-- Aim of the task --
Find every line below with the string "true" and pick it out.

-- Material for this exercise --
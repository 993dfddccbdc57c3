// Copyright 2025 Kirky.X
//
// Licensed under the Apache License, Version 2.0 (the "License");
// you may not use this file except in compliance with the License.
// You may obtain a copy of the License at
//
//     http://www.apache.org/licenses/LICENSE-2.0
//
// Unless required by applicable law or agreed to in writing, software
// distributed under the License is distributed on an "AS IS" BASIS,
// WITHOUT WARRANTIES OR CONDITIONS OF ANY KIND, either express or implied.
// See the License for the specific language governing permissions and
// limitations under the License.

use async_trait::async_trait;
use thiserror::Error;

use crate::domain::models::outcome::{FailureKind, JobFailure};
use crate::domain::models::product::ProductRecord;

/// 站点适配器错误类型
#[derive(Error, Debug, Clone, PartialEq, Eq)]
pub enum AdapterError {
    /// 网络错误（连接失败、非成功状态码等）
    #[error("Network error: {0}")]
    Network(String),
    /// 页面内容与预期结构不符
    #[error("Parsing error: {0}")]
    Parsing(String),
    /// 请求超时
    #[error("Timeout: {0}")]
    Timeout(String),
    /// 没有为该站点注册适配器
    #[error("Unsupported site: {0}")]
    UnsupportedSite(String),
}

impl AdapterError {
    /// 错误分类
    pub fn kind(&self) -> FailureKind {
        match self {
            AdapterError::Network(_) => FailureKind::Network,
            AdapterError::Parsing(_) => FailureKind::Parsing,
            AdapterError::Timeout(_) => FailureKind::Timeout,
            AdapterError::UnsupportedSite(_) => FailureKind::UnsupportedSite,
        }
    }
}

impl From<AdapterError> for JobFailure {
    fn from(err: AdapterError) -> Self {
        JobFailure::new(err.kind(), err.to_string())
    }
}

impl From<reqwest::Error> for AdapterError {
    fn from(err: reqwest::Error) -> Self {
        if err.is_timeout() {
            AdapterError::Timeout(err.to_string())
        } else {
            AdapterError::Network(err.to_string())
        }
    }
}

/// 站点适配器特质
///
/// 给定商品URL，抓取页面并抽取结构化商品记录
#[async_trait]
pub trait SiteAdapter: Send + Sync {
    /// 抓取并抽取商品记录
    async fn fetch_and_extract(&self, url: &str) -> Result<ProductRecord, AdapterError>;

    /// 适配器名称
    fn name(&self) -> &str;
}

/// 页面渲染策略
///
/// 静态页面直接请求，需要浏览器的站点可以注入其他实现
#[async_trait]
pub trait PageRenderer: Send + Sync {
    /// 获取页面 HTML
    async fn render(&self, url: &str) -> Result<String, AdapterError>;

    /// 渲染方式名称
    fn kind(&self) -> &'static str;
}
// Copyright 2025 Kirky.X
//
// Licensed under the Apache License, Version 2.0 (the "License");
// you may not use this file except in compliance with the License.
// You may obtain a copy of the License at
//
//     http://www.apache.org/licenses/LICENSE-2.0
//
// Unless required by applicable law or agreed to in writing, software
// distributed under the License is distributed on an "AS IS" BASIS,
// WITHOUT WARRANTIES OR CONDITIONS OF ANY KIND, either express or implied.
// See the License for the specific language governing permissions and
// limitations under the License.

use dashmap::DashMap;
use parking_lot::Mutex;
use std::sync::Arc;
use std::time::Duration;
use tokio::time::Instant;

use crate::config::provider::ScrapingConfigProvider;

/// 单个站点的限流状态
#[derive(Debug)]
struct SiteRateState {
    /// 最小请求间隔
    min_interval: Duration,
    /// 上一次放行时间
    last_dispatch: Option<Instant>,
}

impl SiteRateState {
    fn remaining(&self, now: Instant) -> Duration {
        match self.last_dispatch {
            Some(last) => self
                .min_interval
                .saturating_sub(now.saturating_duration_since(last)),
            None => Duration::ZERO,
        }
    }
}

/// 每站点限流器
///
/// 为每个站点维护独立的状态锁，不同站点之间互不阻塞；
/// 同一站点的检查与记录在同一把锁内完成。
#[derive(Clone)]
pub struct SiteRateLimiter {
    /// 存储每个站点的限流状态
    sites: Arc<DashMap<String, Arc<Mutex<SiteRateState>>>>,
    /// 站点间隔配置
    config: Arc<dyn ScrapingConfigProvider>,
}

impl SiteRateLimiter {
    /// 创建新的限流器
    ///
    /// # 参数
    ///
    /// * `config` - 提供每个站点最小请求间隔的配置
    pub fn new(config: Arc<dyn ScrapingConfigProvider>) -> Self {
        Self {
            sites: Arc::new(DashMap::new()),
            config,
        }
    }

    /// 尝试为站点获取一次放行
    ///
    /// 距离上次放行不少于最小间隔时记录当前时间并返回 `true`，
    /// 否则返回 `false` 且不修改状态。首次请求总是放行
    pub fn try_acquire(&self, site: &str) -> bool {
        let state = self.get_or_create(site);
        let mut state = state.lock();
        let now = Instant::now();

        if state.remaining(now).is_zero() {
            state.last_dispatch = Some(now);
            true
        } else {
            false
        }
    }

    /// 站点在限流器中的键，别名与所属站点共享同一状态
    pub fn site_key(&self, site: &str) -> String {
        self.config.canonical_site(site)
    }

    /// 距离站点下次可放行的剩余时间
    pub fn time_until_ready(&self, site: &str) -> Duration {
        match self.sites.get(&self.site_key(site)) {
            Some(state) => state.lock().remaining(Instant::now()),
            None => Duration::ZERO,
        }
    }

    /// 获取或创建站点状态，间隔只在首次创建时读取一次
    fn get_or_create(&self, site: &str) -> Arc<Mutex<SiteRateState>> {
        let key = self.site_key(site);
        if let Some(state) = self.sites.get(&key) {
            return state.clone();
        }
        self.sites
            .entry(key)
            .or_insert_with(|| {
                Arc::new(Mutex::new(SiteRateState {
                    min_interval: self.config.rate_limit(site),
                    last_dispatch: None,
                }))
            })
            .clone()
    }
}
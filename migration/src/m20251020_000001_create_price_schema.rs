// Copyright (c) 2025 Kirky.X
//
// Licensed under the MIT License
// See LICENSE file in the project root for full license information.

use sea_orm_migration::prelude::*;

/// 价格监控基础模式迁移
///
/// 创建站点、商品、商品URL和价格历史四张表
#[derive(DeriveMigrationName)]
pub struct Migration;

#[async_trait::async_trait]
impl MigrationTrait for Migration {
    /// 应用数据库迁移
    ///
    /// # 参数
    ///
    /// * `manager` - 数据库模式管理器
    ///
    /// # 返回值
    ///
    /// * `Ok(())` - 迁移成功
    /// * `Err(DbErr)` - 迁移失败
    async fn up(&self, manager: &SchemaManager) -> Result<(), DbErr> {
        // 1. sites (No dependencies)
        manager
            .create_table(
                Table::create()
                    .table(Sites::Table)
                    .if_not_exists()
                    .col(
                        ColumnDef::new(Sites::Id)
                            .integer()
                            .not_null()
                            .auto_increment()
                            .primary_key(),
                    )
                    .col(ColumnDef::new(Sites::Name).string().not_null().unique_key())
                    .col(ColumnDef::new(Sites::BaseUrl).string().not_null())
                    .col(ColumnDef::new(Sites::ScraperType).string().not_null())
                    .col(
                        ColumnDef::new(Sites::RateLimit)
                            .double()
                            .not_null()
                            .default(2.0),
                    )
                    .col(
                        ColumnDef::new(Sites::CreatedAt)
                            .timestamp_with_time_zone()
                            .not_null()
                            .default(Expr::current_timestamp()),
                    )
                    .to_owned(),
            )
            .await?;

        // 2. products (No dependencies)
        manager
            .create_table(
                Table::create()
                    .table(Products::Table)
                    .if_not_exists()
                    .col(
                        ColumnDef::new(Products::Id)
                            .integer()
                            .not_null()
                            .auto_increment()
                            .primary_key(),
                    )
                    .col(ColumnDef::new(Products::Name).string().not_null())
                    .col(ColumnDef::new(Products::Category).string().not_null())
                    .col(ColumnDef::new(Products::Brand).string().null())
                    .col(ColumnDef::new(Products::Model).string().null())
                    .col(
                        ColumnDef::new(Products::Status)
                            .string()
                            .not_null()
                            .default("active"),
                    )
                    .col(
                        ColumnDef::new(Products::CreatedAt)
                            .timestamp_with_time_zone()
                            .not_null()
                            .default(Expr::current_timestamp()),
                    )
                    .col(
                        ColumnDef::new(Products::UpdatedAt)
                            .timestamp_with_time_zone()
                            .not_null()
                            .default(Expr::current_timestamp()),
                    )
                    .to_owned(),
            )
            .await?;

        manager
            .create_index(
                Index::create()
                    .name("uq_product_identity")
                    .table(Products::Table)
                    .col(Products::Name)
                    .col(Products::Brand)
                    .col(Products::Model)
                    .unique()
                    .to_owned(),
            )
            .await?;

        manager
            .create_index(
                Index::create()
                    .name("idx_product_category")
                    .table(Products::Table)
                    .col(Products::Category)
                    .to_owned(),
            )
            .await?;

        // 3. product_urls (Depends on products, sites)
        manager
            .create_table(
                Table::create()
                    .table(ProductUrls::Table)
                    .if_not_exists()
                    .col(
                        ColumnDef::new(ProductUrls::Id)
                            .integer()
                            .not_null()
                            .auto_increment()
                            .primary_key(),
                    )
                    .col(ColumnDef::new(ProductUrls::ProductId).integer().not_null())
                    .col(ColumnDef::new(ProductUrls::SiteId).integer().not_null())
                    .col(ColumnDef::new(ProductUrls::Url).text().not_null())
                    .col(ColumnDef::new(ProductUrls::SelectorConfig).text().null())
                    .col(
                        ColumnDef::new(ProductUrls::IsActive)
                            .boolean()
                            .not_null()
                            .default(true),
                    )
                    .col(
                        ColumnDef::new(ProductUrls::CreatedAt)
                            .timestamp_with_time_zone()
                            .not_null()
                            .default(Expr::current_timestamp()),
                    )
                    .foreign_key(
                        ForeignKey::create()
                            .name("fk_product_urls_product")
                            .from(ProductUrls::Table, ProductUrls::ProductId)
                            .to(Products::Table, Products::Id)
                            .on_delete(ForeignKeyAction::Cascade),
                    )
                    .foreign_key(
                        ForeignKey::create()
                            .name("fk_product_urls_site")
                            .from(ProductUrls::Table, ProductUrls::SiteId)
                            .to(Sites::Table, Sites::Id)
                            .on_delete(ForeignKeyAction::Cascade),
                    )
                    .to_owned(),
            )
            .await?;

        manager
            .create_index(
                Index::create()
                    .name("uq_product_site")
                    .table(ProductUrls::Table)
                    .col(ProductUrls::ProductId)
                    .col(ProductUrls::SiteId)
                    .unique()
                    .to_owned(),
            )
            .await?;

        // 4. price_history (Depends on product_urls)
        manager
            .create_table(
                Table::create()
                    .table(PriceHistory::Table)
                    .if_not_exists()
                    .col(
                        ColumnDef::new(PriceHistory::Id)
                            .integer()
                            .not_null()
                            .auto_increment()
                            .primary_key(),
                    )
                    .col(ColumnDef::new(PriceHistory::ProductUrlId).integer().not_null())
                    .col(ColumnDef::new(PriceHistory::Price).double().null())
                    .col(
                        ColumnDef::new(PriceHistory::Currency)
                            .string_len(3)
                            .not_null()
                            .default("USD"),
                    )
                    .col(ColumnDef::new(PriceHistory::Availability).string().null())
                    .col(
                        ColumnDef::new(PriceHistory::ScrapedAt)
                            .timestamp_with_time_zone()
                            .not_null()
                            .default(Expr::current_timestamp()),
                    )
                    .col(ColumnDef::new(PriceHistory::ScraperMetadata).json().null())
                    .foreign_key(
                        ForeignKey::create()
                            .name("fk_price_history_product_url")
                            .from(PriceHistory::Table, PriceHistory::ProductUrlId)
                            .to(ProductUrls::Table, ProductUrls::Id)
                            .on_delete(ForeignKeyAction::Cascade),
                    )
                    .to_owned(),
            )
            .await?;

        manager
            .create_index(
                Index::create()
                    .name("idx_price_history_scraped_at")
                    .table(PriceHistory::Table)
                    .col(PriceHistory::ProductUrlId)
                    .col(PriceHistory::ScrapedAt)
                    .to_owned(),
            )
            .await
    }

    async fn down(&self, manager: &SchemaManager) -> Result<(), DbErr> {
        manager
            .drop_table(Table::drop().table(PriceHistory::Table).to_owned())
            .await?;
        manager
            .drop_table(Table::drop().table(ProductUrls::Table).to_owned())
            .await?;
        manager
            .drop_table(Table::drop().table(Products::Table).to_owned())
            .await?;
        manager
            .drop_table(Table::drop().table(Sites::Table).to_owned())
            .await
    }
}

#[derive(DeriveIden)]
pub(crate) enum Sites {
    Table,
    Id,
    Name,
    BaseUrl,
    ScraperType,
    RateLimit,
    CreatedAt,
}

#[derive(DeriveIden)]
enum Products {
    Table,
    Id,
    Name,
    Category,
    Brand,
    Model,
    Status,
    CreatedAt,
    UpdatedAt,
}

#[derive(DeriveIden)]
pub(crate) enum ProductUrls {
    Table,
    Id,
    ProductId,
    SiteId,
    Url,
    SelectorConfig,
    IsActive,
    CreatedAt,
}

#[derive(DeriveIden)]
enum PriceHistory {
    Table,
    Id,
    ProductUrlId,
    Price,
    Currency,
    Availability,
    ScrapedAt,
    ScraperMetadata,
}
// Copyright (c) 2025 Kirky.X
//
// Licensed under the MIT License
// See LICENSE file in the project root for full license information.

use sea_orm::entity::prelude::*;

#[derive(Clone, Debug, PartialEq, DeriveEntityModel)]
#[sea_orm(table_name = "product_urls")]
pub struct Model {
    #[sea_orm(primary_key)]
    pub id: i32,
    pub product_id: i32,
    pub site_id: i32,
    #[sea_orm(column_type = "Text")]
    pub url: String,
    #[sea_orm(column_type = "Text", nullable)]
    pub selector_config: Option<String>,
    pub is_active: bool,
    pub created_at: DateTimeWithTimeZone,
}

#[derive(Copy, Clone, Debug, EnumIter, DeriveRelation)]
pub enum Relation {}

impl ActiveModelBehavior for ActiveModel {}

-- Written answer --
    /// 距离上次放行不少于最小间隔时记录当前时间并返回 `true`，
            true
                            .default(true),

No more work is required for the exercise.